--- Records shown ---

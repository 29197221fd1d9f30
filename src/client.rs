use std::{future::Future, time::Duration};

use crate::{
    chat::{ChatLog, ChatParsing, ParsedChat},
    config::ClientConfig,
    error::{ProtocolError, RconError, Result},
    packet::{Header, Packet, PacketType, HEADER_SIZE},
    transport::{self, MarkerDetection},
};
use log::{debug, trace};
use tokio::{
    io::{AsyncRead, AsyncWrite, AsyncWriteExt, BufReader},
    net::TcpStream,
};

/// Simple asynchronous rcon client. Call `connect()` to establish a connection
/// and authenticate. The client should be `mut` as it keeps a counter used for
/// [Packet] IDs, and only one command may be in flight at a time.
///
/// ## Example
/// ```no_run
/// use srcds_rcon::{client::Client, config::ClientConfig};
/// use std::error::Error;
///
/// #[tokio::main]
/// async fn main() -> Result<(), Box<dyn Error>> {
///     let config = ClientConfig::new("dev.viora.sh", "<put rcon password here>").port(27016);
///     // client must be mutable so we can increment packet IDs
///     let mut client = Client::connect(&config).await?;
///     let response = client.command("echo hi").await?;
///
///     assert_eq!(response.body(), "hi");
///     Ok(())
/// }
/// ```
pub struct Client<S = TcpStream> {
    stream: BufReader<S>,
    last_packet_id: i32,
    single_packet_mode: bool,
    max_empty_reads: usize,
    timeout: Option<Duration>,
    chat_parsing: ChatParsing,
    chat: ChatLog,
}

/// Container struct for a response that can be glued together from multiple [Packet]s.
#[derive(Debug, Clone, PartialEq, Eq)]
pub struct Response {
    id: i32,
    body: String,
}

impl Response {
    /// Id of the command packet this responds to.
    pub fn id(&self) -> i32 {
        self.id
    }

    pub fn body(&self) -> &str {
        self.body.as_ref()
    }

    pub fn into_body(self) -> String {
        self.body
    }
}

impl Client<TcpStream> {
    /// Open a tcp connection to the configured host and authenticate.
    pub async fn connect(config: &ClientConfig) -> Result<Self> {
        with_timeout(config.timeout, async {
            let address = config.address();
            let stream = TcpStream::connect(&address)
                .await
                .map_err(RconError::UnreachableHost)?;

            trace!("opened tcp stream to {}, attempting auth", address);

            Client::with_stream(stream, config).await
        })
        .await
    }
}

impl<S> Client<S>
where
    S: AsyncRead + AsyncWrite + Unpin,
{
    /// Authenticate over an already open stream. The configured host and port
    /// are ignored, and so is the timeout: wrap the call if you need one.
    pub async fn with_stream(stream: S, config: &ClientConfig) -> Result<Self> {
        let mut client = Client {
            stream: BufReader::new(stream),
            last_packet_id: 0,
            single_packet_mode: config.single_packet_mode,
            max_empty_reads: config.max_empty_reads,
            timeout: config.timeout,
            chat_parsing: config.chat_parsing,
            chat: ChatLog::default(),
        };

        client.auth(&config.password).await?;

        trace!("auth complete");

        Ok(client)
    }

    /// Run a rcon command asynchronously. In case of a response being split
    /// between multiple packets, they will be joined together afterwards.
    ///
    /// Chat messages arriving while we wait are stored, see
    /// [Client::chat_messages].
    pub async fn command(&mut self, command: &str) -> Result<Response> {
        let timeout = self.timeout;
        with_timeout(timeout, self.execute(command)).await
    }

    /// Chat messages received so far, oldest first.
    pub fn chat_messages(&self) -> &[String] {
        self.chat.messages()
    }

    /// Buffered chat messages grouped by the steam id of their author.
    pub fn parsed_chat(&self) -> Result<ParsedChat> {
        self.chat.parse(self.chat_parsing)
    }

    pub fn clear_chat_messages(&mut self) {
        self.chat.clear();
    }

    /// Shut down the write half of the stream and drop the connection.
    pub async fn close(mut self) -> Result<()> {
        self.stream
            .get_mut()
            .shutdown()
            .await
            .map_err(RconError::SendError)
    }

    async fn execute(&mut self, command: &str) -> Result<Response> {
        let command_packet = self.create_packet(PacketType::Exec, command)?;

        trace!("sending command packet to server");
        self.send(&command_packet).await?;

        let response = if self.single_packet_mode {
            self.read_response(Some(&command_packet)).await?
        } else {
            self.read_multi_response(&command_packet).await?
        };
        self.absorb_buffered_chat().await?;

        Ok(Response {
            id: response.id(),
            body: String::from_utf8(response.into_body())?,
        })
    }

    async fn auth(&mut self, password: &str) -> Result<()> {
        let auth_packet = self.create_packet(PacketType::Auth, password)?;

        trace!("sending auth packet to server");
        self.send(&auth_packet).await?;

        // srcds mirrors an empty response value before the real auth
        // response, but not every server does
        let mut response = self.read_response(None).await?;
        if response.packet_type() == PacketType::Response {
            debug!("skipping empty response before auth response");
            response = self.read_response(None).await?;
        }

        if response.packet_type() != PacketType::AuthResponse {
            let packet_type = response.packet_type().value();
            return Err(ProtocolError::InvalidAuthResponse(packet_type).into());
        }
        if response.id() == -1 {
            return Err(RconError::AuthenticationError);
        }
        if response.id() != auth_packet.id() {
            debug!(
                "auth accepted with id {} (sent {})",
                response.id(),
                auth_packet.id()
            );
        }
        Ok(())
    }

    /// Read the next response that is not a chat message. If `request` is
    /// given, the response must carry its id.
    async fn read_response(&mut self, request: Option<&Packet>) -> Result<Packet> {
        let response = self.next_non_chat_packet(MarkerDetection::Exact).await?;

        if !self.single_packet_mode
            && !matches!(
                response.packet_type(),
                PacketType::Response | PacketType::AuthResponse
            )
        {
            let packet_type = response.packet_type().value();
            return Err(ProtocolError::UnexpectedPacketType(packet_type).into());
        }

        if let Some(request) = request {
            if response.id() != request.id() {
                return Err(ProtocolError::IdMismatch {
                    expected: request.id(),
                    actual: response.id(),
                }
                .into());
            }
        }

        Ok(response)
    }

    async fn read_multi_response(&mut self, request: &Packet) -> Result<Packet> {
        // since srcds can split up the response but it won't tell us how many
        // packets to expect, we send a second packet immediately afterwards
        // with a blank body. Its mirror tells us there are no more packets
        // in response to our command.
        let check_packet = self.create_packet(PacketType::Response, "")?;
        trace!("sending check (blank) packet to server");
        self.send(&check_packet).await?;

        let mut body = Vec::new();
        let mut fragments = 0;

        loop {
            let response = self.next_non_chat_packet(MarkerDetection::Exact).await?;
            if response.packet_type() != PacketType::Response {
                let packet_type = response.packet_type().value();
                return Err(ProtocolError::UnexpectedPacketType(packet_type).into());
            }
            if response.id() == check_packet.id() {
                trace!("that was the check packet, completing response");
                break;
            }
            if response.id() != request.id() {
                return Err(ProtocolError::IdMismatch {
                    expected: request.id(),
                    actual: response.id(),
                }
                .into());
            }
            fragments += 1;
            body.extend_from_slice(response.body());
        }

        // the mirrored check packet is followed by an empty response and a
        // short end-of-multipacket marker
        let confirmation = self.next_non_chat_packet(MarkerDetection::Exact).await?;
        if confirmation.packet_type() != PacketType::Response
            || (confirmation.id() != check_packet.id() && confirmation.id() != request.id())
        {
            return Err(ProtocolError::MissingMultipacketConfirmation.into());
        }
        if !confirmation.body().is_empty() {
            trace!(
                "ignoring {} byte body of multipacket confirmation",
                confirmation.body().len()
            );
        }

        let end = self.next_non_chat_packet(MarkerDetection::Prefix).await?;
        if end.packet_type() != PacketType::EndOfMultipacket {
            return Err(ProtocolError::MissingEndOfMultipacket.into());
        }

        debug!(
            "assembled {} byte response to packet {} from {} fragments",
            body.len(),
            request.id(),
            fragments
        );
        Ok(Packet::new(request.id(), PacketType::Response, body))
    }

    /// Chat packets can show up at any point. Store them and keep reading.
    async fn next_non_chat_packet(&mut self, detection: MarkerDetection) -> Result<Packet> {
        loop {
            let packet =
                transport::read_packet(&mut self.stream, self.max_empty_reads, detection).await?;
            if packet.packet_type() != PacketType::ChatStream {
                return Ok(packet);
            }
            self.store_chat(&packet);
        }
    }

    /// Store chat frames that already sit complete in the read buffer, so
    /// they don't wait for the next command. Never waits on the socket.
    async fn absorb_buffered_chat(&mut self) -> Result<()> {
        loop {
            let buffered = self.stream.buffer();
            let complete_chat = Header::peek(buffered).is_some_and(|header| {
                PacketType::from_server(header.packet_type) == PacketType::ChatStream
                    && header
                        .body_len()
                        .is_ok_and(|len| buffered.len() >= HEADER_SIZE + len)
            });
            if !complete_chat {
                return Ok(());
            }

            let packet =
                transport::read_packet(&mut self.stream, 0, MarkerDetection::Exact).await?;
            self.store_chat(&packet);
        }
    }

    fn store_chat(&mut self, packet: &Packet) {
        trace!("storing chat message from packet {}", packet.id());
        self.chat.push(packet.body_text().into_owned());
    }

    async fn send(&mut self, packet: &Packet) -> Result<()> {
        transport::write_packet(self.stream.get_mut(), packet).await
    }

    fn create_packet(&mut self, packet_type: PacketType, body: &str) -> Result<Packet> {
        self.last_packet_id = self
            .last_packet_id
            .checked_add(1)
            .ok_or(RconError::PacketIdsExhausted)?;

        Ok(Packet::new(self.last_packet_id, packet_type, body))
    }
}

async fn with_timeout<T>(
    limit: Option<Duration>,
    future: impl Future<Output = Result<T>>,
) -> Result<T> {
    match limit {
        Some(limit) => tokio::time::timeout(limit, future).await?,
        None => future.await,
    }
}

---

I'd like the lines above from the one with "this responds to." up to and including the one with "host and authenticate." copied exactly, with no other lines.

> **Final answer**
    /// Id of the command packet this responds to.
    pub fn id(&self) -> i32 {
        self.id
    }

    pub fn body(&self) -> &str {
        self.body.as_ref()
    }

    pub fn into_body(self) -> String {
        self.body
    }
}

impl Client<TcpStream> {
    /// Open a tcp connection to the configured host and authenticate.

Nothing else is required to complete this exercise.